As my biplane rested quietly in the hangar at Donegal airport, the day wore on in a relentless drizzle from a gray and gloomy sky. The rain-dappled window of my room looked out to a landscape made barren and featureless by a veil of fog and cloud. Cold it was, a cold that seeks your bones.
It was a day fitting for the mourning of The Princess.
This morning I started to notice the first signs of a scratchy throat, probably a souvenir of yesterday's damp and chilly flights. It would have been perfect if this hotel had a fireplace to keep warm, but it doesn't, so I had to seek the medicinal internal warming of Paddy's Irish whiskey, civilized with a cup of tea. I used this same remedy in Paris with great success. The symptoms persisted, but the concern evaporated.
Donegal is a land situated on the northwest coast of Ireland, bravely facing the harsh cold storms which attack from the North Atlantic. The people who have survived in this climate have had to learn to deal with Nature on its own terms. Their lives are simple, and seem to move with a pace that is in keeping with the environment. Their homes are simple, many still with thatched roofs. The stores sell only basics, as the people have neither the desire nor the wealth to seek the frills of more complex civilizations.
There is, however, a song that can be heard on the lips of every person you meet, and that is their language. It is a lilting, sing-song lullabye, a playfull, teasing, fun-loving spirit that comes from their soul. They may have the most minimal personal possessions, and almost no hope of ever achieving them in this remote place, but their voices are priceless living works of musical art, free for the asking, and many times even if you don't. They are a friendly people, uninhibited and yet shy, blushing easily and brightly through pale white-skinned faces. These are the Irish, my people, my heritage.
Those Irish who are still here on this island are decended through centuries of awesome hardship and persecution, a legacy which most of them bear with stoicism. It is only a minority who have taken to extreme political measures to force their voices to be heard. The great majority are peaceful, loving, family oriented, and religious, enduring the hardships of the present and praying for peace in the future.
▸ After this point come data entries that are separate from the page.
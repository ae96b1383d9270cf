// Copyright 2025 the Understory Authors
// SPDX-License-Identifier: Apache-2.0 OR MIT

//! Change notifications drained with [`ObjectStorage::take_changes`](crate::ObjectStorage::take_changes).

use alloc::vec::Vec;

use crate::protocol::IndexSet;

/// One mutation of a storage's drawing order.
///
/// Positions are expressed in the layout right after the change was applied, except for
/// [`Removed`](Self::Removed) whose positions refer to the layout right before it.
#[derive(Clone, Debug, PartialEq, Eq)]
pub enum StorageChange {
    /// Objects now occupy these positions.
    Inserted(IndexSet),
    /// Objects formerly at these positions are gone.
    Removed(IndexSet),
    /// The object at this position was swapped for another.
    Replaced(usize),
    /// An object moved from one position to another.
    Moved {
        /// Position before the move.
        from: usize,
        /// Position after the move.
        to: usize,
    },
    /// The whole sequence was replaced.
    Reset,
}

/// Pending changes in the order they happened.
///
/// Nothing is recorded until tracking is switched on, so a storage nobody observes keeps no
/// history.
#[derive(Clone, Debug, Default)]
pub(crate) struct ChangeLog {
    pending: Vec<StorageChange>,
    tracking: bool,
}

impl ChangeLog {
    pub(crate) fn push(&mut self, change: StorageChange) {
        if !self.tracking {
            return;
        }
        match &change {
            StorageChange::Inserted(set) | StorageChange::Removed(set) if set.is_empty() => {}
            _ => self.pending.push(change),
        }
    }

    pub(crate) fn is_tracking(&self) -> bool {
        self.tracking
    }

    /// Switching tracking off drops whatever is pending.
    pub(crate) fn set_tracking(&mut self, tracking: bool) {
        self.tracking = tracking;
        if !tracking {
            self.pending = Vec::new();
        }
    }

    pub(crate) fn take(&mut self) -> Vec<StorageChange> {
        core::mem::take(&mut self.pending)
    }
}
When I reflect on the premature and wasted passing of The Princess, I am given to thinking of the greatness of each of us, the gifts we all have to share with each other, the gifts of friendship, compassion, warmth, and love. In her, these traits were so highly visible, but they are also quietly at the core of these people in Donegal. And in all of us, if we choose to set them free.
M.
View at low tide, on a cold and rainy day, from the Ostan Gweedore Hotel and Leisure Complex, in Bunbeg, County Donegal, Ireland.